//! # Route Permissions
//!
//! Maps navigation paths to the single [`Capability`] required to open them.
//!
//! Resolution runs in three tiers, most specific first:
//!
//! 1. **Exact**: the normalized path equals a literal template.
//! 2. **Parameterized**: templates with `:param` segments, matched segment by
//!    segment. The first match in table order wins.
//! 3. **Prefix fallback**: a small fixed set of protected prefixes, each with
//!    a default capability.
//!
//! Anything else needs no capability. Resolution is total: every string,
//! including the empty one, produces either a match or `None`.
//!
//! Templates that the segment matcher cannot express (an empty parameter
//! name, or modifier and group characters such as `?`, `*`, `(`, `{`) are
//! compiled into an anchored regex where each `:name` run matches one
//! non-empty segment.

use std::collections::HashMap;
use std::sync::{Arc, OnceLock};

use regex::Regex;
use serde::{Deserialize, Serialize};

use crate::actions::Action;
use crate::permissions::Capability;
use crate::subjects::Subject;

/// Characters that make a template unsuitable for the segment matcher.
const MODIFIER_CHARS: [char; 7] = ['?', '*', '+', '(', ')', '{', '}'];

/// Which tier produced a [`RouteMatch`].
#[derive(Debug, Clone, Copy, Serialize, Deserialize, PartialEq, Eq, PartialOrd, Ord, Hash)]
#[serde(rename_all = "snake_case")]
pub enum RouteMatchTier {
    /// Literal template equal to the path.
    Exact,
    /// Template with parameter segments.
    Parameterized,
    /// Protected top-level prefix default.
    PrefixFallback,
}

impl RouteMatchTier {
    /// Get the string representation of the tier.
    pub fn as_str(&self) -> &'static str {
        match self {
            RouteMatchTier::Exact => "exact",
            RouteMatchTier::Parameterized => "parameterized",
            RouteMatchTier::PrefixFallback => "prefix_fallback",
        }
    }
}

/// Successful route resolution.
#[derive(Debug, Clone, Serialize, Deserialize, PartialEq, Eq)]
pub struct RouteMatch {
    /// Capability required to open the path.
    pub capability: Capability,
    /// Tier that matched.
    pub tier: RouteMatchTier,
    /// Template (or prefix) that matched.
    pub template: String,
}

#[derive(Debug, Clone, PartialEq, Eq)]
enum Segment {
    Literal(String),
    Param(String),
}

#[derive(Debug, Clone)]
enum Matcher {
    /// Literal template; only reachable through the exact tier.
    Literal,
    Segments(Vec<Segment>),
    Regex(Regex),
    /// Fallback regex failed to compile; matches nothing.
    Never,
}

/// A path template bound to one capability.
///
/// # Example
///
/// ```
/// use portal_rbac::routes::RoutePattern;
/// use portal_rbac::{Action, Capability, Subject};
///
/// let pattern = RoutePattern::new(
///     "/dashboard/forms/:formId",
///     Capability::new(Subject::Forms, Action::Read),
/// );
/// assert!(pattern.is_parameterized());
/// assert!(pattern.matches("/dashboard/forms/123"));
/// assert!(!pattern.matches("/dashboard/forms/123/edit"));
/// ```
#[derive(Debug, Clone)]
pub struct RoutePattern {
    template: String,
    capability: Capability,
    matcher: Matcher,
}

impl RoutePattern {
    /// Compile a template.
    pub fn new(template: impl Into<String>, capability: Capability) -> Self {
        let template = template.into();
        let matcher = compile(&template);
        Self {
            template,
            capability,
            matcher,
        }
    }

    /// The template text.
    pub fn template(&self) -> &str {
        &self.template
    }

    /// The capability this template requires.
    pub fn capability(&self) -> Capability {
        self.capability
    }

    /// Check if the template has parameter segments.
    pub fn is_parameterized(&self) -> bool {
        !matches!(self.matcher, Matcher::Literal)
    }

    /// Check if the template is handled by the regex fallback.
    pub fn uses_regex_fallback(&self) -> bool {
        matches!(self.matcher, Matcher::Regex(_) | Matcher::Never)
    }

    /// Check whether a normalized path matches this template.
    pub fn matches(&self, path: &str) -> bool {
        match &self.matcher {
            Matcher::Literal => self.template == path,
            Matcher::Segments(segments) => match_segments(segments, path),
            Matcher::Regex(re) => re.is_match(path),
            Matcher::Never => false,
        }
    }
}

fn compile(template: &str) -> Matcher {
    if !template.contains(':') && !template.contains(MODIFIER_CHARS) {
        return Matcher::Literal;
    }

    let mut segments = Vec::new();
    for part in template.split('/') {
        match parse_segment(part) {
            Some(segment) => segments.push(segment),
            None => return compile_regex(template),
        }
    }
    Matcher::Segments(segments)
}

/// `None` when the segment needs the regex fallback.
fn parse_segment(part: &str) -> Option<Segment> {
    if let Some(name) = part.strip_prefix(':') {
        let valid = !name.is_empty() && name.chars().all(|c| c.is_ascii_alphanumeric() || c == '_');
        return valid.then(|| Segment::Param(name.to_string()));
    }
    if part.contains(':') || part.contains(MODIFIER_CHARS) {
        return None;
    }
    Some(Segment::Literal(part.to_string()))
}
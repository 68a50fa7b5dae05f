//! # Portal Organization Data
//!
//! Upstream data the portal authorizes against: organization and profile
//! records, the directory's access-role codes, onboarding status, and the
//! member's current organization selection.
//!
//! ## Overview
//!
//! The portal-org crate handles:
//! - **Access codes**: Directory role choice values and the raw role signal
//! - **Records**: Organization, profile and the combined access profile
//! - **Resolution**: Raw signal to effective role, with an audit trail
//! - **Onboarding**: Whether the organization has finished onboarding
//! - **Context**: The member's selected organization and recent history
//!
//! ## Architecture
//!
//! ```text
//! AccessProfile
//!   ├─ claimed role name ─┐
//!   ├─ ProfileRecord.access_role ─┼─→ RoleResolver ─→ EffectiveRole ─→ portal-rbac
//!   └─ OrganizationRecord.access_role ─┘
//!
//! SessionContext (current org) ─→ which AccessProfile to fetch
//! ```
//!
//! ## Usage
//!
//! ```rust
//! use portal_org::{AccessProfile, OrganizationRecord, RoleResolver};
//! use portal_rbac::{EffectiveRole, Role};
//!
//! let profile = AccessProfile::new()
//!     .with_organization(OrganizationRecord::new("Acme").with_access_role("123,950,002"));
//!
//! let resolution = RoleResolver::resolve_profile(&profile, "example");
//! assert_eq!(resolution.role, EffectiveRole::Known(Role::Creator));
//! ```

pub mod access;
pub mod context;
pub mod onboarding;
pub mod organization;
pub mod resolver;

// Re-export main types for convenience
pub use access::{AccessRoleCode, RawRoleSignal};
pub use context::{SessionContext, MAX_RECENT_ORGANIZATIONS};
pub use onboarding::{OnboardingState, OnboardingStatus};
pub use organization::{AccessProfile, OrganizationRecord, ProfileRecord};
pub use resolver::{RoleResolution, RoleResolver, RoleSource, UnresolvedReason, AUDIT_TARGET};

> [What to do] Select every line in the records above that contains the word "RoutePattern".

> [Answer to this exercise]
/// use portal_rbac::routes::RoutePattern;
/// let pattern = RoutePattern::new(
pub struct RoutePattern {
impl RoutePattern {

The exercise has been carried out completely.